(ACTIVITY) What you return must match the listing below exactly.
[[ PROVIDED INFORMATION, beginning ]]
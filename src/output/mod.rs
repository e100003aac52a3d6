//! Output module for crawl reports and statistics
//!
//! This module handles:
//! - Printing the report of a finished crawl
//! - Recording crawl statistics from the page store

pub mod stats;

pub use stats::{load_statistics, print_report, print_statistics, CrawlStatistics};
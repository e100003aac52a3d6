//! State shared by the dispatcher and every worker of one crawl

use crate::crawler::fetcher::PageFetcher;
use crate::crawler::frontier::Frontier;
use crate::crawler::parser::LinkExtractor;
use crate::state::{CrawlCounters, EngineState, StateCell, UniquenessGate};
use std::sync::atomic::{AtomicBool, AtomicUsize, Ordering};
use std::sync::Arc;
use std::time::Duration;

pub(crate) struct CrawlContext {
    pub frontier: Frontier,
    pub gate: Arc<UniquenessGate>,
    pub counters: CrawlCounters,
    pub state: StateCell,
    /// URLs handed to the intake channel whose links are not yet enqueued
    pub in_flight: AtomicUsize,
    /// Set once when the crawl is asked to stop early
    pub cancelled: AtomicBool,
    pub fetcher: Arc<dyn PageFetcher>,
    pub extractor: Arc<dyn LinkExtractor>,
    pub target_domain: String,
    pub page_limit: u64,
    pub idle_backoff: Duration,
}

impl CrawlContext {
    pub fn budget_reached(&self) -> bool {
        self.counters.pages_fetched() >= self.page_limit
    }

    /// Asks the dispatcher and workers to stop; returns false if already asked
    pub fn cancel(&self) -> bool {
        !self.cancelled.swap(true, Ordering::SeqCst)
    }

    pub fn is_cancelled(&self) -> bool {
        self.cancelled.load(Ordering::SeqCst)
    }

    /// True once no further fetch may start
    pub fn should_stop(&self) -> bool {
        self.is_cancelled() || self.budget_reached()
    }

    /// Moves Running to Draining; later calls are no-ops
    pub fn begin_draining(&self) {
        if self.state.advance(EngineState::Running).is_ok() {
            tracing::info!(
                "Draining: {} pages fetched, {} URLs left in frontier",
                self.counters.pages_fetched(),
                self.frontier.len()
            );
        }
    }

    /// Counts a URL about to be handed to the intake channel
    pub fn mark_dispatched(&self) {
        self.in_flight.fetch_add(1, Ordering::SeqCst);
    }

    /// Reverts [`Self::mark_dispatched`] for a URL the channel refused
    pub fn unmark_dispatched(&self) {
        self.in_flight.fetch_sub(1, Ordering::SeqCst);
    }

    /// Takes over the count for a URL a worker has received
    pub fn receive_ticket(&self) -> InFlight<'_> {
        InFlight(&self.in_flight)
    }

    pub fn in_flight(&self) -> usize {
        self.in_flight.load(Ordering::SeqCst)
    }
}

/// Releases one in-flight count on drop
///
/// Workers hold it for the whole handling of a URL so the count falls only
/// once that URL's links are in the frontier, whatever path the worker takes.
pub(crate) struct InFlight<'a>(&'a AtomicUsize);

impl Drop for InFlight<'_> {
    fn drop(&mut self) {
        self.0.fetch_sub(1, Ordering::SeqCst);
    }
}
[[ PROVIDED INFORMATION, end ]]
(RESPONSE TO THIS EXERCISE)
filename src/output/mod.rs
repository e100003aac52a3d6
//! Output module for crawl reports and statistics
//!
//! This module handles:
//! - Printing the report of a finished crawl
//! - Recording crawl statistics from the page store

pub mod stats;

pub use stats::{load_statistics, print_report, print_statistics, CrawlStatistics};
repository e100003aac52a3d6
//! State shared by the dispatcher and every worker of one crawl

use crate::crawler::fetcher::PageFetcher;
use crate::crawler::frontier::Frontier;
use crate::crawler::parser::LinkExtractor;
use crate::state::{CrawlCounters, EngineState, StateCell, UniquenessGate};
use std::sync::atomic::{AtomicBool, AtomicUsize, Ordering};
use std::sync::Arc;
use std::time::Duration;

pub(crate) struct CrawlContext {
    pub frontier: Frontier,
    pub gate: Arc<UniquenessGate>,
    pub counters: CrawlCounters,
    pub state: StateCell,
    /// URLs handed to the intake channel whose links are not yet enqueued
    pub in_flight: AtomicUsize,
    /// Set once when the crawl is asked to stop early
    pub cancelled: AtomicBool,
    pub fetcher: Arc<dyn PageFetcher>,
    pub extractor: Arc<dyn LinkExtractor>,
    pub target_domain: String,
    pub page_limit: u64,
    pub idle_backoff: Duration,
}

impl CrawlContext {
    pub fn budget_reached(&self) -> bool {
        self.counters.pages_fetched() >= self.page_limit
    }

    /// Asks the dispatcher and workers to stop; returns false if already asked
    pub fn cancel(&self) -> bool {
        !self.cancelled.swap(true, Ordering::SeqCst)
    }

    pub fn is_cancelled(&self) -> bool {
        self.cancelled.load(Ordering::SeqCst)
    }

    /// True once no further fetch may start
    pub fn should_stop(&self) -> bool {
        self.is_cancelled() || self.budget_reached()
    }

    /// Moves Running to Draining; later calls are no-ops
    pub fn begin_draining(&self) {
        if self.state.advance(EngineState::Running).is_ok() {
            tracing::info!(
                "Draining: {} pages fetched, {} URLs left in frontier",
                self.counters.pages_fetched(),
                self.frontier.len()
            );
        }
    }

    /// Counts a URL about to be handed to the intake channel
    pub fn mark_dispatched(&self) {
        self.in_flight.fetch_add(1, Ordering::SeqCst);
    }

    /// Reverts [`Self::mark_dispatched`] for a URL the channel refused
    pub fn unmark_dispatched(&self) {
        self.in_flight.fetch_sub(1, Ordering::SeqCst);
    }

    /// Takes over the count for a URL a worker has received
    pub fn receive_ticket(&self) -> InFlight<'_> {
        InFlight(&self.in_flight)
    }

    pub fn in_flight(&self) -> usize {
        self.in_flight.load(Ordering::SeqCst)
    }
}

/// Releases one in-flight count on drop
///
/// Workers hold it for the whole handling of a URL so the count falls only
/// once that URL's links are in the frontier, whatever path the worker takes.
pub(crate) struct InFlight<'a>(&'a AtomicUsize);

impl Drop for InFlight<'_> {
    fn drop(&mut self) {
        self.0.fetch_sub(1, Ordering::SeqCst);
    }
}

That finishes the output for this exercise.